1

I have a legacy project which take a huge amount of data from STDIN and process it line by line in a perl script. The line order is not important. This is taking very long so I want to make it in parallel.

After a bit of research I found Parallel::Loops which seems suitable but I can't get it working because $_ is empty. My code is:

#Initialize all vars etc

$pl->while ( sub { <STDIN> }, sub {
    print $_       # but $_ is empty
}

Other ways of reading from STDIN ir parallel are wellcome too.


Update:

After all the help that I received I could manage some working piece of code, thank you.
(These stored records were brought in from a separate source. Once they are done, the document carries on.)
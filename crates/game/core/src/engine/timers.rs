use std::sync::Arc;

use tracing::{debug, trace};

use super::{GameManager, TurnChange};
use crate::effect::ClearSide;
use crate::entity::EntityId;
use crate::error::{EngineError, EngineResult};
use crate::event::GameEvent;
use crate::timer::{TimerBehavior, TimerId};

impl GameManager {
    /// Schedules a countdown on `entity` that fires after `duration` matching
    /// turn boundaries.
    pub fn apply_timer(
        &mut self,
        entity: EntityId,
        clear_side: ClearSide,
        duration: u32,
        behavior: Arc<dyn TimerBehavior>,
    ) -> EngineResult<TimerId> {
        self.ensure_not_selecting()?;
        if duration == 0 {
            return Err(EngineError::InvalidArgument("timer duration must be positive"));
        }
        self.board.get_entity(entity)?;
        let name = behavior.name();
        let id = self.timers.insert(entity, clear_side, duration, behavior);
        trace!(%entity, %id, name, duration, %clear_side, "timer scheduled");
        Ok(id)
    }

    /// Runs every timer's turn hook, then counts down those whose clear side
    /// matches the departing side.
    pub(super) fn tick_timers(&mut self, change: TurnChange) -> EngineResult<()> {
        let second = self.first_turn.other();
        for id in self.timers.ids() {
            let Some(timer) = self.timers.get(id) else {
                continue;
            };
            let (behavior, context) = (timer.behavior.clone(), timer.context());
            behavior.on_turn_change(self, context, change)?;

            let Some(timer) = self.timers.get(id) else {
                continue;
            };
            let owner = self.board.entity(timer.entity).and_then(|entity| entity.side());
            if !timer.clear_side.matches(owner, change.from, second) {
                continue;
            }

            let Some(timer) = self.timers.get_mut(id) else {
                continue;
            };
            timer.duration = timer.duration.saturating_sub(1);
            if timer.duration > 0 {
                continue;
            }
            let Some(timer) = self.timers.remove(id) else {
                continue;
            };
            debug!(entity = %timer.entity, %id, name = timer.name(), "timer expired");
            self.emit(GameEvent::TimerExpired {
                entity: timer.entity,
                timer: id,
            });
            timer.behavior.on_timer_over(self, timer.context())?;
        }
        Ok(())
    }
}
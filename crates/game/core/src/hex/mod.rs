//! Hex grid geometry: coordinates, distance, lines, ranges, and pathfinding.
//!
//! Every query that walks the grid takes an `is_blocked(candidate, source)`
//! predicate instead of a board, so the same routines serve movement,
//! line-of-sight, and area-of-effect rules.
mod coord;
mod path;
mod range;

pub use coord::{AxialCoord, CubeCoord, OddRCoord};
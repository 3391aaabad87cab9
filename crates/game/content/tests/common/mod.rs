//! Shared fixtures for squeak-content integration tests.
#![allow(dead_code)]

use std::sync::Arc;

use squeak_content::{Catalog, CrumbsStack, DeploymentZone, Lair};
use squeak_core::{EntityId, GameManager, Map, MapFeature, OddRCoord, Side};

pub fn at(x: i32, y: i32) -> OddRCoord {
    OddRCoord::new(x, y)
}

pub fn catalog() -> Catalog {
    Catalog::builtin().unwrap()
}

/// 8x6 flat field. Lairs at (0, 2) and (7, 2), deployment zones one column
/// inward, and a crumb stack in the middle at (3, 3).
pub fn field(catalog: &Catalog, units: &[(&str, OddRCoord, Side)]) -> Map {
    let mut map = Map::new(8, 6).unwrap();
    map.add_feature(
        MapFeature::new(Arc::new(Lair), vec![at(0, 2)])
            .with_health(10)
            .with_side(Side::Rat),
    );
    map.add_feature(
        MapFeature::new(Arc::new(Lair), vec![at(7, 2)])
            .with_health(10)
            .with_side(Side::Mouse),
    );
    map.add_feature(
        MapFeature::new(Arc::new(DeploymentZone), vec![at(1, 1), at(1, 2), at(1, 3)])
            .with_side(Side::Rat),
    );
    map.add_feature(
        MapFeature::new(Arc::new(DeploymentZone), vec![at(6, 1), at(6, 2), at(6, 3)])
            .with_side(Side::Mouse),
    );
    map.add_feature(MapFeature::new(Arc::new(CrumbsStack), vec![at(3, 3)]));
    for (name, pos, side) in units {
        map.add_entity(catalog.template(name).unwrap().clone(), *pos, Some(*side));
    }
    map
}

pub fn game(catalog: &Catalog, units: &[(&str, OddRCoord, Side)]) -> GameManager {
    GameManager::builder(field(catalog, units)).build().unwrap()
}

pub fn unit_at(game: &GameManager, coord: OddRCoord) -> EntityId {
    game.board().entities_at(coord).next().unwrap().id()
}

/// Ends both sides' turns once.
pub fn full_round(game: &mut GameManager) {
    game.end_turn().unwrap();
    game.end_turn().unwrap();
}
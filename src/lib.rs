pub mod app;
pub mod cache;
pub mod catalog;
pub mod config;
pub mod console;
pub mod domain;
pub mod download;
pub mod error;
pub mod mod_list;
pub mod models;
pub mod output;
pub mod progress;
pub mod resolver;
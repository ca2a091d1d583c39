use std::path::PathBuf;

use miette::Diagnostic;
use thiserror::Error;

#[derive(Debug, Error, Diagnostic)]
pub enum DownloaderError {
    #[error("game version is not valid: {0}")]
    #[diagnostic(help("pass a release known to the catalog, e.g. 1.20.1"))]
    InvalidGameVersion(String),

    #[error("loader is not valid: {0}")]
    #[diagnostic(help("pass a loader known to the catalog, e.g. fabric, forge, quilt"))]
    InvalidLoader(String),

    #[error("missing required setting: {0}")]
    MissingSetting(String),

    #[error("invalid collection reference: {0}")]
    InvalidCollectionRef(String),

    #[error("failed to read config file at {0}")]
    ConfigRead(PathBuf),

    #[error("failed to parse JSON config: {0}")]
    ConfigParse(String),

    #[error("failed to read mod list: {0}")]
    ModListParse(String),

    #[error("catalog request failed: {0}")]
    CatalogHttp(String),

    #[error("catalog returned status {status} for {endpoint}: {message}")]
    CatalogStatus {
        status: u16,
        endpoint: String,
        message: String,
    },

    #[error("malformed catalog payload from {endpoint}: {message}")]
    CatalogParse { endpoint: String, message: String },

    #[error("there is no matching version for project '{project_id}' ({project_name})")]
    NoMatchingVersion {
        project_id: String,
        project_name: String,
    },

    #[error("version {version_id} belongs to project {actual}, not {expected}")]
    VersionMismatch {
        version_id: String,
        expected: String,
        actual: String,
    },

    #[error("download of {url} failed: {message}")]
    Download { url: String, message: String },

    #[error("version cache at {path} is unusable: {message}")]
    Cache { path: String, message: String },

    #[error("filesystem error: {0}")]
    Filesystem(String),
}

impl DownloaderError {
    /// Errors that must stop a run even when items are otherwise skipped one by one.
    pub fn is_fatal(&self) -> bool {
        matches!(
            self,
            DownloaderError::Filesystem(_)
                | DownloaderError::Cache { .. }
                | DownloaderError::InvalidGameVersion(_)
                | DownloaderError::InvalidLoader(_)
                | DownloaderError::MissingSetting(_)
        )
    }

    pub fn is_configuration(&self) -> bool {
        matches!(
            self,
            DownloaderError::InvalidGameVersion(_)
                | DownloaderError::InvalidLoader(_)
                | DownloaderError::MissingSetting(_)
                | DownloaderError::InvalidCollectionRef(_)
                | DownloaderError::ConfigRead(_)
                | DownloaderError::ConfigParse(_)
                | DownloaderError::ModListParse(_)
        )
    }

    pub fn is_catalog(&self) -> bool {
        matches!(
            self,
            DownloaderError::CatalogHttp(_)
                | DownloaderError::CatalogStatus { .. }
                | DownloaderError::CatalogParse { .. }
                | DownloaderError::Download { .. }
        )
    }
}
use std::sync::Mutex;

#[derive(Debug, Clone, PartialEq, Eq)]
pub enum ProgressEvent {
    Phase(String),
    /// A project joined the resolved set; `depth` 0 is a collection member or list row.
    Resolved {
        depth: usize,
        project: String,
        version: String,
    },
    Skipped {
        item: String,
        reason: String,
    },
    DownloadStarted {
        file_name: String,
        total: Option<u64>,
    },
    DownloadProgress {
        file_name: String,
        completed: u64,
        total: Option<u64>,
    },
    DownloadFinished {
        file_name: String,
        bytes: u64,
    },
    ItemFailed {
        item: String,
        message: String,
    },
}

pub trait ProgressSink {
    fn event(&self, event: ProgressEvent);
}

#[derive(Debug, Default, Clone, Copy)]
pub struct NoopProgress;

impl ProgressSink for NoopProgress {
    fn event(&self, _event: ProgressEvent) {}
}

/// Keeps every event; used by tests and by callers that summarise afterwards.
#[derive(Debug, Default)]
pub struct RecordingProgress {
    events: Mutex<Vec<ProgressEvent>>,
}

impl RecordingProgress {
    pub fn new() -> Self {
        Self::default()
    }

    pub fn events(&self) -> Vec<ProgressEvent> {
        self.events
            .lock()
            .map(|events| events.clone())
            .unwrap_or_default()
    }
}

impl ProgressSink for RecordingProgress {
    fn event(&self, event: ProgressEvent) {
        if let Ok(mut events) = self.events.lock() {
            events.push(event);
        }
    }
}
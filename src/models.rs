use serde::{Deserialize, Serialize};

use crate::domain::{DependencyType, ProjectType};

#[derive(Debug, Clone, Serialize, Deserialize)]
pub struct Project {
    pub id: String,
    #[serde(default)]
    pub slug: Option<String>,
    #[serde(rename = "title")]
    pub name: String,
    #[serde(default)]
    pub description: Option<String>,
    pub project_type: ProjectType,
    #[serde(default)]
    pub game_versions: Vec<String>,
    #[serde(default)]
    pub loaders: Vec<String>,
    #[serde(rename = "versions", default)]
    pub version_ids: Vec<String>,
}

impl Project {
    pub fn page_url(&self) -> String {
        let handle = self.slug.as_deref().unwrap_or(&self.id);
        format!("https://modrinth.com/{}/{handle}", self.project_type)
    }
}

#[derive(Debug, Clone, Serialize, Deserialize)]
pub struct Version {
    pub id: String,
    pub project_id: String,
    pub name: String,
    pub version_number: String,
    #[serde(default)]
    pub changelog: Option<String>,
    #[serde(default)]
    pub game_versions: Vec<String>,
    #[serde(default)]
    pub loaders: Vec<String>,
    #[serde(default)]
    pub files: Vec<VersionFile>,
    #[serde(default)]
    pub dependencies: Vec<Dependency>,
    #[serde(default)]
    pub date_published: Option<String>,
}

impl Version {
    pub fn primary_file(&self) -> Option<&VersionFile> {
        self.files.iter().find(|file| file.primary)
    }
}

#[derive(Debug, Clone, Serialize, Deserialize)]
pub struct VersionFile {
    #[serde(rename = "filename")]
    pub file_name: String,
    pub url: String,
    #[serde(default)]
    pub size: u64,
    #[serde(default)]
    pub primary: bool,
}

#[derive(Debug, Clone, Serialize, Deserialize)]
pub struct Dependency {
    #[serde(default)]
    pub project_id: Option<String>,
    #[serde(default)]
    pub version_id: Option<String>,
    pub dependency_type: DependencyType,
}

#[derive(Debug, Clone, Serialize, Deserialize)]
pub struct Collection {
    pub id: String,
    pub name: String,
    #[serde(default)]
    pub description: Option<String>,
    #[serde(rename = "projects", default)]
    pub project_ids: Vec<String>,
}

impl Collection {
    pub fn page_url(&self) -> String {
        format!("https://modrinth.com/collection/{}", self.id)
    }
}

/// A project paired with the version chosen for download.
#[derive(Debug, Clone)]
pub struct Entry {
    pub project: Project,
    pub version: Version,
}
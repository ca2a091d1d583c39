use std::fs;
use std::io::{Read, Write};

use camino::{Utf8Path, Utf8PathBuf};
use tracing::{debug, info, warn};

use crate::catalog::CatalogApi;
use crate::error::DownloaderError;
use crate::models::{Entry, VersionFile};
use crate::progress::{ProgressEvent, ProgressSink};

const CHUNK_SIZE: usize = 64 * 1024;

#[derive(Debug, Clone, PartialEq, Eq)]
pub enum DownloadOutcome {
    Downloaded { path: Utf8PathBuf, bytes: u64 },
    AlreadyPresent { path: Utf8PathBuf },
    NoPrimaryFile,
}

/// Writes resolved entries under `<destination>/<type dir>/<file name>`.
#[derive(Debug, Clone)]
pub struct Downloader {
    destination: Utf8PathBuf,
}

impl Downloader {
    pub fn new(destination: Utf8PathBuf) -> Self {
        Self { destination }
    }

    pub fn destination(&self) -> &Utf8Path {
        &self.destination
    }

    pub fn directory_for(&self, entry: &Entry) -> Utf8PathBuf {
        self.destination
            .join(entry.project.project_type.directory_name())
    }

    pub fn target_directory(&self, entry: &Entry) -> Result<Utf8PathBuf, DownloaderError> {
        let dir = self.directory_for(entry);
        debug!(project = %entry.project.id, dir = %dir, "preparing directory");
        fs::create_dir_all(dir.as_std_path())
            .map_err(|err| DownloaderError::Filesystem(format!("create {dir}: {err}")))?;
        Ok(dir)
    }

    /// Destination of the entry's primary file, without touching disk or network.
    pub fn plan(&self, entry: &Entry) -> Result<Option<Utf8PathBuf>, DownloaderError> {
        let Some(file) = entry.version.primary_file() else {
            return Ok(None);
        };
        let name = checked_file_name(file)?;
        Ok(Some(self.directory_for(entry).join(name)))
    }

    pub fn download<A: CatalogApi + ?Sized>(
        &self,
        api: &A,
        entry: &Entry,
        sink: &dyn ProgressSink,
    ) -> Result<DownloadOutcome, DownloaderError> {
        let Some(file) = entry.version.primary_file() else {
            warn!(version = %entry.version.id, "version has no primary file; nothing to download");
            sink.event(ProgressEvent::Skipped {
                item: entry.project.name.clone(),
                reason: "no primary file".to_string(),
            });
            return Ok(DownloadOutcome::NoPrimaryFile);
        };
        let name = checked_file_name(file)?;
        let dir = self.target_directory(entry)?;
        let path = dir.join(name);

        if path.as_std_path().exists() {
            warn!(file = %path, "project was already downloaded, skip");
            sink.event(ProgressEvent::Skipped {
                item: name.to_string(),
                reason: "already downloaded".to_string(),
            });
            return Ok(DownloadOutcome::AlreadyPresent { path });
        }

        info!(file = name, url = %file.url, "downloading file");
        let remote = api.open_file(&file.url)?;
        let bytes = stream_to(&dir, &path, &file.url, name, remote.total, remote.reader, sink)?;
        info!(file = name, bytes, "file downloaded");
        Ok(DownloadOutcome::Downloaded { path, bytes })
    }
}

fn stream_to(
    dir: &Utf8Path,
    path: &Utf8Path,
    url: &str,
    name: &str,
    total: Option<u64>,
    mut reader: Box<dyn Read + Send>,
    sink: &dyn ProgressSink,
) -> Result<u64, DownloaderError> {
    let mut temp = tempfile::Builder::new()
        .prefix(".modrinth-dl")
        .suffix(".part")
        .tempfile_in(dir.as_std_path())
        .map_err(|err| DownloaderError::Filesystem(err.to_string()))?;

    sink.event(ProgressEvent::DownloadStarted {
        file_name: name.to_string(),
        total,
    });

    let mut buffer = vec![0u8; CHUNK_SIZE];
    let mut completed = 0u64;
    loop {
        let read = reader.read(&mut buffer).map_err(|err| DownloaderError::Download {
            url: url.to_string(),
            message: err.to_string(),
        })?;
        if read == 0 {
            break;
        }
        temp.write_all(&buffer[..read])
            .map_err(|err| DownloaderError::Filesystem(err.to_string()))?;
        completed += read as u64;
        sink.event(ProgressEvent::DownloadProgress {
            file_name: name.to_string(),
            completed,
            total,
        });
    }
    temp.flush()
        .map_err(|err| DownloaderError::Filesystem(err.to_string()))?;

    if let Some(expected) = total {
        if expected != completed {
            return Err(DownloaderError::Download {
                url: url.to_string(),
                message: format!("connection closed after {completed} of {expected} bytes"),
            });
        }
    }

    temp.persist(path.as_std_path())
        .map_err(|err| DownloaderError::Filesystem(err.to_string()))?;
    sink.event(ProgressEvent::DownloadFinished {
        file_name: name.to_string(),
        bytes: completed,
    });
    Ok(completed)
}

fn checked_file_name(file: &VersionFile) -> Result<&str, DownloaderError> {
    let name = file.file_name.as_str();
    let is_plain = Utf8Path::new(name).file_name() == Some(name) && name != "." && name != "..";
    if !is_plain {
        return Err(DownloaderError::Filesystem(format!(
            "refusing to write file with unsafe name: {name}"
        )));
    }
    Ok(name)
}
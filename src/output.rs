use std::io::{self, Write};

use serde::Serialize;

use crate::app::RunReport;

#[derive(Debug, Clone, Copy)]
pub enum OutputMode {
    Interactive,
    Json,
}

/// Silent while running; prints the final report as JSON.
pub struct JsonOutput;

impl JsonOutput {
    pub fn print_report(report: &RunReport) -> io::Result<()> {
        Self::print_json(report)
    }

    fn print_json<T: Serialize>(value: &T) -> io::Result<()> {
        let json = serde_json::to_string_pretty(value).map_err(io::Error::other)?;
        let mut stdout = io::stdout();
        stdout.write_all(json.as_bytes())?;
        stdout.write_all(b"\n")?;
        Ok(())
    }
}

impl crate::progress::ProgressSink for JsonOutput {
    fn event(&self, _event: crate::progress::ProgressEvent) {}
}
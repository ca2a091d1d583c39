use std::sync::Mutex;
use std::time::Duration;

use indicatif::{ProgressBar, ProgressStyle};

use crate::progress::{ProgressEvent, ProgressSink};

const NAME_WIDTH: usize = 64;

/// Terminal rendering: a spinner while resolving, one byte bar per downloaded file.
#[derive(Default)]
pub struct ConsoleProgress {
    spinner: Mutex<Option<ProgressBar>>,
    bar: Mutex<Option<ProgressBar>>,
}

impl ConsoleProgress {
    pub fn new() -> Self {
        Self::default()
    }

    pub fn finish_phase(&self) {
        if let Ok(mut guard) = self.spinner.lock() {
            if let Some(spinner) = guard.take() {
                spinner.finish_and_clear();
            }
        }
    }

    fn println(&self, line: String) {
        let spinner = self.spinner.lock().ok();
        match spinner.as_ref().and_then(|guard| (**guard).as_ref()) {
            Some(spinner) => spinner.println(line),
            None => println!("{line}"),
        }
    }

    fn create_download_bar(total: Option<u64>) -> ProgressBar {
        let bar = match total {
            Some(total) if total > 0 => ProgressBar::new(total),
            _ => ProgressBar::new_spinner(),
        };
        if let Ok(style) = ProgressStyle::default_bar()
            .template("{msg} [{bar:30.cyan/blue}] {bytes}/{total_bytes} ({bytes_per_sec})")
        {
            bar.set_style(style.progress_chars("█▓░"));
        }
        bar
    }

    fn create_spinner(message: String) -> ProgressBar {
        let spinner = ProgressBar::new_spinner();
        if let Ok(style) = ProgressStyle::default_spinner().template("{spinner:.green} {msg}") {
            spinner.set_style(style);
        }
        spinner.set_message(message);
        spinner.enable_steady_tick(Duration::from_millis(100));
        spinner
    }
}

impl ProgressSink for ConsoleProgress {
    fn event(&self, event: ProgressEvent) {
        match event {
            ProgressEvent::Phase(message) => {
                self.finish_phase();
                if let Ok(mut guard) = self.spinner.lock() {
                    *guard = Some(Self::create_spinner(message));
                }
            }
            ProgressEvent::Resolved {
                depth,
                project,
                version,
            } => {
                let indent = "  ".repeat(depth);
                let width = NAME_WIDTH.saturating_sub(indent.len());
                self.println(format!("{indent}- {project:<width$} {version}"));
            }
            ProgressEvent::Skipped { item, reason } => {
                self.println(format!("- {item:<NAME_WIDTH$} skipped ({reason})"));
            }
            ProgressEvent::ItemFailed { item, message } => {
                self.println(format!("! {item:<NAME_WIDTH$} {message}"));
            }
            ProgressEvent::DownloadStarted { file_name, total } => {
                self.finish_phase();
                let bar = Self::create_download_bar(total);
                bar.set_message(format!("- {file_name:<NAME_WIDTH$}"));
                if let Ok(mut guard) = self.bar.lock() {
                    *guard = Some(bar);
                }
            }
            ProgressEvent::DownloadProgress { completed, .. } => {
                if let Ok(guard) = self.bar.lock() {
                    if let Some(bar) = guard.as_ref() {
                        bar.set_position(completed);
                    }
                }
            }
            ProgressEvent::DownloadFinished { .. } => {
                if let Ok(mut guard) = self.bar.lock() {
                    if let Some(bar) = guard.take() {
                        bar.finish();
                    }
                }
            }
        }
    }
}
I'm going to do a brief abstract. To clarify:

  1. This is a kind of parser, it has more than 3000 lines with regex and conditions which were auto generated.

  2. The input that I use for testing is a POS tagged text, there are 1071406 lines in this file.

  3. My hardware is: SSD disc, mid range i5 last gen and 8gb RAM DDR4.

Conclusions:

  1. As the comments suggested IO operations make my script slow.
  2. All the suggestion resulted in improvements, specially the ones including processing bunch of lines instead of line by line.
  3. Answers contain very useful implementation of threading for future work.
  4. Framework Parallel::ForkManager introduce a lot of lag in the execution time. I always kill the script after 5min, since the script without parallelism takes about 6.
  5. Framework Parallel::Loops introduce a little improvement. The script takes about 3min to finish.
  6. Using GNU parallel is the easy way of optimizing.
  7. Using the package Threads I got the best time, 1min45secs but it is very close to GNU parallel so it's on you giving it a try, and making the effort of porting the code.
  8. Using the thread package as in the @ikegami answer reading bunch of lines, times were the same as the times got applying the @tanktalus solution, which read line by line.

Finally, I'm going with the @ikegami solution, which I think that will be better when the amount of data increase. I adjust the amount of lines to process to 100.000 because it gets better results than 10.000, for instance. This difference is matter of 8 secs aprox.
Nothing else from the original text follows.